Problem to work on – What is needed is every line of the data that includes the word "usize". Please copy each one.

Entries provided –
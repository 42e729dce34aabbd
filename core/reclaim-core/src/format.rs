//! Human-readable formatting shared by the CLI and daemon logging.

/// Format seconds as a compact human-readable duration ("45s", "3m 12s",
/// "2h 5m"). Negative values clamp to zero.
pub fn format_duration(seconds: i64) -> String {
    let seconds = seconds.max(0);
    if seconds < 60 {
        format!("{}s", seconds)
    } else if seconds < 3600 {
        let mins = seconds / 60;
        let secs = seconds % 60;
        if secs > 0 {
            format!("{}m {}s", mins, secs)
        } else {
            format!("{}m", mins)
        }
    } else {
        let hours = seconds / 3600;
        let mins = (seconds % 3600) / 60;
        if mins > 0 {
            format!("{}h {}m", hours, mins)
        } else {
            format!("{}h", hours)
        }
    }
}

/// Render a utilization percentage as a fixed-width bar for `status` output.
pub fn format_bar(percent: f64, width: usize) -> String {
    let clamped = percent.clamp(0.0, 100.0);
    let filled = ((clamped / 100.0) * width as f64) as usize;
    let mut bar = String::with_capacity(width * 3);
    for _ in 0..filled {
        bar.push('█');
    }
    for _ in filled..width {
        bar.push('░');
    }
    bar
}
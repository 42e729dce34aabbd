//! reclaim-hook: Claude Code Stop hook that waits out rate limits.
//!
//! Configured as a Stop hook in ~/.claude/settings.json. When the session
//! stops because of a rate limit, the hook extracts the reset time from the
//! hook payload and transcript tail, sleeps until the limit lifts, then
//! blocks the stop with "continue" so the session picks back up. Any other
//! stop is approved untouched.
//!
//! The daemon covers sessions from the outside via tmux; this hook covers
//! the session from the inside and needs no tmux at all. Either alone is
//! enough, together they are redundant by intent.

mod scan;
mod transcript;

use std::io::Read;
use std::path::Path;
use std::process::ExitCode;
use std::thread;
use std::time::{Duration, Instant};

use chrono::Utc;
use tracing_subscriber::EnvFilter;

use reclaim_core::config;
use reclaim_core::format::format_duration;
use reclaim_hook_protocol::{StopHookInput, StopHookOutput};
use scan::find_rate_limit_wait;

/// Waits never exceed this, whatever the text claims. Quota windows reset
/// at most five hours out.
const MAX_WAIT_SECS: i64 = 6 * 3600;

/// Cadence of "still waiting" lines on stderr.
const PROGRESS_INTERVAL: Duration = Duration::from_secs(5 * 60);

fn main() -> ExitCode {
    init_logging();

    let mut raw = String::new();
    if std::io::stdin().read_to_string(&mut raw).is_err() {
        emit(&StopHookOutput::approve());
        return ExitCode::SUCCESS;
    }
    let input: StopHookInput = match serde_json::from_str(raw.trim()) {
        Ok(input) => input,
        Err(err) => {
            tracing::debug!(error = %err, "Hook payload unparsable; approving stop");
            emit(&StopHookOutput::approve());
            return ExitCode::SUCCESS;
        }
    };

    // This stop was caused by our own block decision. Blocking again would
    // loop the session forever.
    if input.stop_hook_active {
        emit(&StopHookOutput::approve());
        return ExitCode::SUCCESS;
    }

    let mut text = raw;
    if !input.transcript_path.is_empty() {
        let entries = transcript::read_tail(Path::new(&input.transcript_path));
        tracing::debug!(entries = entries.len(), "Transcript tail read");
        text.push(' ');
        text.push_str(&transcript::search_text(&entries));
    }

    let now = Utc::now();
    let Some(plan) = find_rate_limit_wait(&text, now) else {
        tracing::debug!("No rate limit evident; approving stop");
        emit(&StopHookOutput::approve());
        return ExitCode::SUCCESS;
    };

    let wait_secs = plan.wait_seconds(now);
    if wait_secs <= 0 {
        emit(&StopHookOutput::approve());
        return ExitCode::SUCCESS;
    }
    let wait_secs = wait_secs.min(MAX_WAIT_SECS);

    eprintln!(
        "Rate limit reached. Waiting {}...",
        format_duration(wait_secs)
    );
    sleep_with_progress(wait_secs);
    eprintln!("Rate limit reset. Continuing...");

    emit(&StopHookOutput::block("continue"));
    ExitCode::SUCCESS
}

/// Sleeps `wait_secs` in chunks, reporting remaining time on stderr so a
/// user watching the session knows the hook is alive.
fn sleep_with_progress(wait_secs: i64) {
    let start = Instant::now();
    let total = Duration::from_secs(wait_secs as u64);
    loop {
        let elapsed = start.elapsed();
        if elapsed >= total {
            return;
        }
        let remaining = total - elapsed;
        thread::sleep(remaining.min(PROGRESS_INTERVAL));

        let elapsed = start.elapsed();
        if total > elapsed && (total - elapsed) > Duration::from_secs(60) {
            eprintln!(
                "{} remaining...",
                format_duration((total - elapsed).as_secs() as i64)
            );
        }
    }
}

fn emit(output: &StopHookOutput) {
    // A decision that fails to serialize has no fallback; approve is the
    // safe wire form.
    match serde_json::to_string(output) {
        Ok(json) => println!("{json}"),
        Err(_) => println!(r#"{{"decision":"approve"}}"#),
    }
}

fn init_logging() {
    let filter = if config::debug_enabled() {
        EnvFilter::new("debug")
    } else {
        EnvFilter::try_from_default_env().unwrap_or_else(|_| EnvFilter::new("warn"))
    };
    tracing_subscriber::fmt()
        .with_env_filter(filter)
        .with_writer(std::io::stderr)
        .init();
}
//! Rate-limit wait extraction from hook payload and transcript text.
//!
//! Preference order: an explicit reset clock time ("reset at 7pm"), then a
//! relative duration ("try again in 30 seconds"), then a fixed default.
//! Text this loose needs a cheap indicator gate first so an ordinary stop
//! never pays the extraction cost or risks a false wait.

use chrono::{DateTime, Utc};
use once_cell::sync::Lazy;
use regex::Regex;

use reclaim_core::patterns::{RATE_LIMIT_INDICATORS, RE_RESET_AT};
use reclaim_core::timeparse;

/// Wait applied when a rate limit is evident but no time can be extracted.
pub const DEFAULT_WAIT_SECS: i64 = 300;

/// "30 seconds", "5 min", "2 hours".
static RE_DURATION: Lazy<Regex> = Lazy::new(|| {
    Regex::new(r"(?i)(\d+)\s*(seconds?|secs?|minutes?|mins?|hours?|hrs?)").unwrap()
});

/// `retry_after: 30`, `retry-after" 30`.
static RE_RETRY_AFTER: Lazy<Regex> =
    Lazy::new(|| Regex::new(r#"(?i)retry[_-]?after["\s:]+(\d+)"#).unwrap());

/// "in 5:30" (minutes:seconds).
static RE_COLON_DURATION: Lazy<Regex> =
    Lazy::new(|| Regex::new(r"(?i)in\s+(\d+):(\d{2})").unwrap());

/// How long the hook should hold the session.
#[derive(Debug, Clone, Copy, PartialEq, Eq)]
pub enum WaitPlan {
    /// Sleep until an absolute reset time parsed from the text.
    Until(DateTime<Utc>),
    /// Sleep a relative number of seconds.
    Seconds(i64),
}

impl WaitPlan {
    pub fn wait_seconds(&self, now: DateTime<Utc>) -> i64 {
        match self {
            WaitPlan::Until(at) => (*at - now).num_seconds(),
            WaitPlan::Seconds(secs) => *secs,
        }
    }
}

/// Decides whether the combined text describes a rate limit and, if so,
/// how long to wait. None means let the stop proceed.
pub fn find_rate_limit_wait(text: &str, now: DateTime<Utc>) -> Option<WaitPlan> {
    let lowered = text.to_lowercase();
    if !RATE_LIMIT_INDICATORS.iter().any(|ind| lowered.contains(ind)) {
        return None;
    }

    if let Some(caps) = RE_RESET_AT.captures(text) {
        let expr = caps.name("time").map(|m| m.as_str().trim());
        let zone = caps.name("zone").map(|m| m.as_str().trim());
        if let Some(expr) = expr {
            match timeparse::resolve(expr, zone, now) {
                Ok(at) => return Some(WaitPlan::Until(at)),
                Err(err) => {
                    tracing::debug!(error = %err, "Reset time unusable; trying duration forms");
                }
            }
        }
    }

    if let Some(secs) = extract_wait_seconds(text) {
        return Some(WaitPlan::Seconds(secs));
    }
    Some(WaitPlan::Seconds(DEFAULT_WAIT_SECS))
}

fn extract_wait_seconds(text: &str) -> Option<i64> {
    if let Some(caps) = RE_DURATION.captures(text) {
        let amount: i64 = caps.get(1)?.as_str().parse().ok()?;
        let unit = caps.get(2)?.as_str().to_lowercase();
        let secs = if unit.starts_with("min") {
            amount * 60
        } else if unit.starts_with("hour") || unit.starts_with("hr") {
            amount * 3600
        } else {
            amount
        };
        return Some(secs);
    }
    if let Some(caps) = RE_RETRY_AFTER.captures(text) {
        return caps.get(1)?.as_str().parse().ok();
    }
    if let Some(caps) = RE_COLON_DURATION.captures(text) {
        let minutes: i64 = caps.get(1)?.as_str().parse().ok()?;
        let seconds: i64 = caps.get(2)?.as_str().parse().ok()?;
        return Some(minutes * 60 + seconds);
    }
    None
}

#[cfg(test)]
mod tests {
    use super::*;
    use chrono::TimeZone;

    fn now() -> DateTime<Utc> {
        Utc.with_ymd_and_hms(2026, 8, 27, 22, 28, 0).unwrap()
    }

    #[test]
    fn ordinary_stop_text_yields_no_wait() {
        assert_eq!(find_rate_limit_wait("task finished, all tests pass", now()), None);
    }

    #[test]
    fn reset_clock_time_is_preferred() {
        let plan = find_rate_limit_wait(
            "usage limit reached. Your limit will reset at 7pm (UTC)",
            now(),
        )
        .unwrap();
        assert_eq!(
            plan,
            WaitPlan::Until(Utc.with_ymd_and_hms(2026, 8, 28, 19, 0, 0).unwrap())
        );
    }

    #[test]
    fn relative_duration_is_the_fallback() {
        let plan = find_rate_limit_wait("rate limit: try again in 30 seconds", now()).unwrap();
        assert_eq!(plan, WaitPlan::Seconds(30));

        let plan = find_rate_limit_wait("429 too many requests, wait 5 minutes", now()).unwrap();
        assert_eq!(plan, WaitPlan::Seconds(300));

        let plan = find_rate_limit_wait("rate limit hit, back off 2 hours", now()).unwrap();
        assert_eq!(plan, WaitPlan::Seconds(7200));
    }

    #[test]
    fn retry_after_field_is_read() {
        let plan =
            find_rate_limit_wait(r#"rate_limit {"retry_after": 45}"#, now()).unwrap();
        assert_eq!(plan, WaitPlan::Seconds(45));
    }

    #[test]
    fn colon_duration_form_is_read() {
        let plan = find_rate_limit_wait("rate limit, retry in 5:30", now()).unwrap();
        assert_eq!(plan, WaitPlan::Seconds(330));
    }

    #[test]
    fn indicator_without_a_time_uses_the_default() {
        let plan = find_rate_limit_wait("usage limit reached, please hold", now()).unwrap();
        assert_eq!(plan, WaitPlan::Seconds(DEFAULT_WAIT_SECS));
    }

    #[test]
    fn until_plan_reports_remaining_seconds() {
        let plan = WaitPlan::Until(now() + chrono::Duration::seconds(90));
        assert_eq!(plan.wait_seconds(now()), 90);
    }
}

Task result –
pub fn format_bar(percent: f64, width: usize) -> String {
    let filled = ((clamped / 100.0) * width as f64) as usize;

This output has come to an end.